Dataset excerpts

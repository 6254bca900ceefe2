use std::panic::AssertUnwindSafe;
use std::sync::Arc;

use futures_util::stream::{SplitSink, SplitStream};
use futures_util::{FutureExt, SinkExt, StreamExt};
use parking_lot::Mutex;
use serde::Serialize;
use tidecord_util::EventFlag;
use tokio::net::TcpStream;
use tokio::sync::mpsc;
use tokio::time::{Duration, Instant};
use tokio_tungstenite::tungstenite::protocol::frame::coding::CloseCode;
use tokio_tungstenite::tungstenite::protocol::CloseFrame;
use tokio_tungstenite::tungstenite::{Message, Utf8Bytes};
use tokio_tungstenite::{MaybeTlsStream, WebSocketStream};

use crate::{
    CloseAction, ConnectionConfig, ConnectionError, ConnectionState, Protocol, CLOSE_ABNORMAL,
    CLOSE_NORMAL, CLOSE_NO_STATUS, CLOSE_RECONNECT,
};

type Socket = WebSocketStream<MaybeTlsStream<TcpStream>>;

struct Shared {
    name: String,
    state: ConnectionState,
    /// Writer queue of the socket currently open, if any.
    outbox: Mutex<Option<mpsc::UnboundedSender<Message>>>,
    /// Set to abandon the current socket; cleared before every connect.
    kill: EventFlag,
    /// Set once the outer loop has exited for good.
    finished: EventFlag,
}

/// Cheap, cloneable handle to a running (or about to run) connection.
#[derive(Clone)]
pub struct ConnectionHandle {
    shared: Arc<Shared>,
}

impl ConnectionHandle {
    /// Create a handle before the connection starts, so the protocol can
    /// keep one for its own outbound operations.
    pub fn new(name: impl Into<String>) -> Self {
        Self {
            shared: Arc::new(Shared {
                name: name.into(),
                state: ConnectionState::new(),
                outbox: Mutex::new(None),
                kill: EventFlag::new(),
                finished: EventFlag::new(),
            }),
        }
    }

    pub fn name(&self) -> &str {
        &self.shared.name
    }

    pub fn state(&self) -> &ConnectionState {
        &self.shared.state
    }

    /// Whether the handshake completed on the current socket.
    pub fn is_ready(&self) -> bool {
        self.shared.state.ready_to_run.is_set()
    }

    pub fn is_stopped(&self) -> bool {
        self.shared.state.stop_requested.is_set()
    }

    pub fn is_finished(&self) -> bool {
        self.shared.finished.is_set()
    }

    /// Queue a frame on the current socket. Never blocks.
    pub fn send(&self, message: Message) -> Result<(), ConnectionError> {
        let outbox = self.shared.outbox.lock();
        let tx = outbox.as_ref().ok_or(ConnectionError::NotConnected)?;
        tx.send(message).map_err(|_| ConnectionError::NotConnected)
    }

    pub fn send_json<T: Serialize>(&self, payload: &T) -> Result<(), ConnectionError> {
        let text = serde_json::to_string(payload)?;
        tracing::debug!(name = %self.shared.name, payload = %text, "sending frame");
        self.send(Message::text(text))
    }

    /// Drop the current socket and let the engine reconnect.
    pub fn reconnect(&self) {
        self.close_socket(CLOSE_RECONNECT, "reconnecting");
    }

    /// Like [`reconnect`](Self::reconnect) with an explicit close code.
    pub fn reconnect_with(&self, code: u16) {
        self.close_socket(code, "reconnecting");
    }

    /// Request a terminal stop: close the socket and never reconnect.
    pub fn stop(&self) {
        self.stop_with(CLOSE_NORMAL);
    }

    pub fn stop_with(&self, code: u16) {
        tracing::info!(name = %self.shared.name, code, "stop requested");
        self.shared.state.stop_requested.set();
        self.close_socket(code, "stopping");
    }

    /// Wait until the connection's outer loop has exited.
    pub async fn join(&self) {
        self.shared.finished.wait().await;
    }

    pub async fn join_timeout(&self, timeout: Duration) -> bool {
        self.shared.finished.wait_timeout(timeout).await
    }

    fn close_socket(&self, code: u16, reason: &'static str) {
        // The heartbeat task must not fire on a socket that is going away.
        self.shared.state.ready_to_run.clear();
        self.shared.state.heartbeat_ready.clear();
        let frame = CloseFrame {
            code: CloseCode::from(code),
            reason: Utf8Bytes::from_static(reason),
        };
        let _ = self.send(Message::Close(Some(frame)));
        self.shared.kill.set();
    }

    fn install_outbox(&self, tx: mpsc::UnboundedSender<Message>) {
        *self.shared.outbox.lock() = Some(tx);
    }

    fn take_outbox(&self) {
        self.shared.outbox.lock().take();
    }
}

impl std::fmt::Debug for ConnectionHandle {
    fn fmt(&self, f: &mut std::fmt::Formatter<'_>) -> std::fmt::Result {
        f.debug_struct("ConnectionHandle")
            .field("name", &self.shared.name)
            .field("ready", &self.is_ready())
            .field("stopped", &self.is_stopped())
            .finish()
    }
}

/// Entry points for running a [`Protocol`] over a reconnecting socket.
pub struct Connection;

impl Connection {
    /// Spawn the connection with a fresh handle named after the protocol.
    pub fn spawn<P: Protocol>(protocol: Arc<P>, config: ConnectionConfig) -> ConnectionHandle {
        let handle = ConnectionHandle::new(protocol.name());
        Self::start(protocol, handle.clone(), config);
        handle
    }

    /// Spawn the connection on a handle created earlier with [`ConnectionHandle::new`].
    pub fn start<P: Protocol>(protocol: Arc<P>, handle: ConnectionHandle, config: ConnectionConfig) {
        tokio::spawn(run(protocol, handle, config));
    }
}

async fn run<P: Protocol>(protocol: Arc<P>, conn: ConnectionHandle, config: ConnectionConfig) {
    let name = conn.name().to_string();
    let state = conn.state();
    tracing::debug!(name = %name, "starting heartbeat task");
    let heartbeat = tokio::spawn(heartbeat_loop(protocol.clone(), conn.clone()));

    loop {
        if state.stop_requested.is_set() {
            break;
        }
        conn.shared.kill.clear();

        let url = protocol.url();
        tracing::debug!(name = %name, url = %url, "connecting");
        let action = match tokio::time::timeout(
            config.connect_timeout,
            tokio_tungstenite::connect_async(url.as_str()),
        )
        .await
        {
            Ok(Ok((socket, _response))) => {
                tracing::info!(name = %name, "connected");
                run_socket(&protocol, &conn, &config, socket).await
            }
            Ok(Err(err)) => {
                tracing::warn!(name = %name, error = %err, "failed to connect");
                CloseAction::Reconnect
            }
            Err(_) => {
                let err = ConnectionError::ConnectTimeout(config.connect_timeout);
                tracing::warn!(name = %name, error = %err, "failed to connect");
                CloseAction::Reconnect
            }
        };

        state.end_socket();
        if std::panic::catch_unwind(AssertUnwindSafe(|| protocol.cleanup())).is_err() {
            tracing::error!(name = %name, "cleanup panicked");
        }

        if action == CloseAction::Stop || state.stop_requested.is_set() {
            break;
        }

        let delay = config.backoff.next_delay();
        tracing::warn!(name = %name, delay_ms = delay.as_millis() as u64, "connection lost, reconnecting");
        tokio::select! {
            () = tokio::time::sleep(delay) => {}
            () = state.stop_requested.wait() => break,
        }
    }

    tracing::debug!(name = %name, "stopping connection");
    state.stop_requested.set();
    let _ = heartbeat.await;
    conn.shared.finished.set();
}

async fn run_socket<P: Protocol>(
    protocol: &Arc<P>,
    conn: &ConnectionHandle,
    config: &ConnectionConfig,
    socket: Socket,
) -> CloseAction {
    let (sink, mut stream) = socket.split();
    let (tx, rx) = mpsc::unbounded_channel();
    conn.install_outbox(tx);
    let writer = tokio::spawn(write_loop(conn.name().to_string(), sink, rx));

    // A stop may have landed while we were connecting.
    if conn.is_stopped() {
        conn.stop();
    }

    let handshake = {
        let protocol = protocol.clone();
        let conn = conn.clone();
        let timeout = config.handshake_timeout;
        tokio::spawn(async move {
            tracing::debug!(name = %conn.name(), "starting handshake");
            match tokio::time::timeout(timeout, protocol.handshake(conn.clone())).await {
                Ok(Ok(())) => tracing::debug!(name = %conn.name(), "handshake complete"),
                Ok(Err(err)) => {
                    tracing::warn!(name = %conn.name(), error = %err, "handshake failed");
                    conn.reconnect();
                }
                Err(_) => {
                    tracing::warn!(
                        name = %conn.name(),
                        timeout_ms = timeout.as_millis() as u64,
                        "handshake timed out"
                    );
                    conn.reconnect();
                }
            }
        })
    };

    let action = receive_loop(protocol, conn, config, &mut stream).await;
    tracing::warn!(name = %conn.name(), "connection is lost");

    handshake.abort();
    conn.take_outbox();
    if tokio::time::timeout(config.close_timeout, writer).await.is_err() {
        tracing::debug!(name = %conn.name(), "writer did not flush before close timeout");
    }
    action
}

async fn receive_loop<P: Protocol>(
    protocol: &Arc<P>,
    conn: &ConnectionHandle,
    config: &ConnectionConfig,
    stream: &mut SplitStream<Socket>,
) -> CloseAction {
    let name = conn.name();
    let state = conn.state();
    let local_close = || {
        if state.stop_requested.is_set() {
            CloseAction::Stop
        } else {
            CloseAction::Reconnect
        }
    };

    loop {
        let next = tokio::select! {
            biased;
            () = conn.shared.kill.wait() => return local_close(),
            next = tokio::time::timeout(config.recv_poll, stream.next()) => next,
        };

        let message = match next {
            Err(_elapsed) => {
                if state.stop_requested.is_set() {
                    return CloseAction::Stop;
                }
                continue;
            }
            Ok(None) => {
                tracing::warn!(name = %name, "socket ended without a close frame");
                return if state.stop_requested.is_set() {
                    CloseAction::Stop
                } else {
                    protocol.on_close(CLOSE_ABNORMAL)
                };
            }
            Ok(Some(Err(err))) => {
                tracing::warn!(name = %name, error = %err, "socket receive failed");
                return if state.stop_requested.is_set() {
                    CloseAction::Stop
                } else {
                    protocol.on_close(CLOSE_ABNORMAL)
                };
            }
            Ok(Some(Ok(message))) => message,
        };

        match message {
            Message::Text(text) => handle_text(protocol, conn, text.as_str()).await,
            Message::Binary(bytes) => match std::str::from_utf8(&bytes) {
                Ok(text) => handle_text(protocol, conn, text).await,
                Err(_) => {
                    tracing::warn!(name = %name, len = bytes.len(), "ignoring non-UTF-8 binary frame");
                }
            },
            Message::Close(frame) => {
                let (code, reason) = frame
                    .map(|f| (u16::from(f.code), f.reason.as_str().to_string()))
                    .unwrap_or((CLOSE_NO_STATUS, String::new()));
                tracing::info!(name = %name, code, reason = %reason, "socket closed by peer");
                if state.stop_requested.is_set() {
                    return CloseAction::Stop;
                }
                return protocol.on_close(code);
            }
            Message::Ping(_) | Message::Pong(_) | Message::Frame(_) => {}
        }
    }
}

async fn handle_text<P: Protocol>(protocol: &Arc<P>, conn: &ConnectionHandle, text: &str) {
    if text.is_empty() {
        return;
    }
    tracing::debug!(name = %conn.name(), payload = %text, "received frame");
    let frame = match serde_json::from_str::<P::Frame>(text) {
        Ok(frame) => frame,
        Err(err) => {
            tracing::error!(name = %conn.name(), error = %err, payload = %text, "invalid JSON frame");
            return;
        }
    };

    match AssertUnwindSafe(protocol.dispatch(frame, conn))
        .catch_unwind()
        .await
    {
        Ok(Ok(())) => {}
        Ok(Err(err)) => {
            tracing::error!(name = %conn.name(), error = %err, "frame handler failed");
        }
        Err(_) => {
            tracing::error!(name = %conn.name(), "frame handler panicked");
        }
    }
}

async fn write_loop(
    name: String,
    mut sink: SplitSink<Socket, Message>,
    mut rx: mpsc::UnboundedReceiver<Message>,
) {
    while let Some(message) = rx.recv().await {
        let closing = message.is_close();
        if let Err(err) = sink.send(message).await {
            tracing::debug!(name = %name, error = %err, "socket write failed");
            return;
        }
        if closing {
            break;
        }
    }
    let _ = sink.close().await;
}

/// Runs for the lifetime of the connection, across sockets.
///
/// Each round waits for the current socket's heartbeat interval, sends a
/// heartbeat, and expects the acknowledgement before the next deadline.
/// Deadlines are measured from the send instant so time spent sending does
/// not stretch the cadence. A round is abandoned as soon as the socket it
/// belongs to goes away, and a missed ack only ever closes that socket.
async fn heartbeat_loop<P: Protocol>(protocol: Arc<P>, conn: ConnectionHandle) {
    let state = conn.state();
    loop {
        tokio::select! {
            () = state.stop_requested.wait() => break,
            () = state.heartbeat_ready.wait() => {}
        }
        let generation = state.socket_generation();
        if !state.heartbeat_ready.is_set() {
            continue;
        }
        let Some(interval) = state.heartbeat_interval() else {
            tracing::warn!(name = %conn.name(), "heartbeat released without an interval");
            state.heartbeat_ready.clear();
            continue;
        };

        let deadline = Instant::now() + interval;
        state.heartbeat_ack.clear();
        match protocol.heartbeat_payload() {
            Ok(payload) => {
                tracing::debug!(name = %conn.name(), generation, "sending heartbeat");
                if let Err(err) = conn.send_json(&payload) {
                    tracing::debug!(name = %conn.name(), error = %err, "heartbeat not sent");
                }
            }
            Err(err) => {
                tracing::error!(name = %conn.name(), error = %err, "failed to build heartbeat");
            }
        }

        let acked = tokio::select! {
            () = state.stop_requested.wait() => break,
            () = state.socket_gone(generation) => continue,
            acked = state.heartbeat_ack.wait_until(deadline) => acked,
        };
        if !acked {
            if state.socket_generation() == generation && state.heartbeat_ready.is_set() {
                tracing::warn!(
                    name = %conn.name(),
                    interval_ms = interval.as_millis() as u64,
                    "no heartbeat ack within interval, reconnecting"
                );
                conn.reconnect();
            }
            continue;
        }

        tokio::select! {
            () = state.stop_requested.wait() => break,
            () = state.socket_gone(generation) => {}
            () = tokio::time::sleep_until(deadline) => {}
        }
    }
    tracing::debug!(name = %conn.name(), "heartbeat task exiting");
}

# Exercise directions:
All lines of the records above that carry the word "ConnectionState" should be listed.

# Written response:
    CloseAction, ConnectionConfig, ConnectionError, ConnectionState, Protocol, CLOSE_ABNORMAL,
    state: ConnectionState,
                state: ConnectionState::new(),
    pub fn state(&self) -> &ConnectionState {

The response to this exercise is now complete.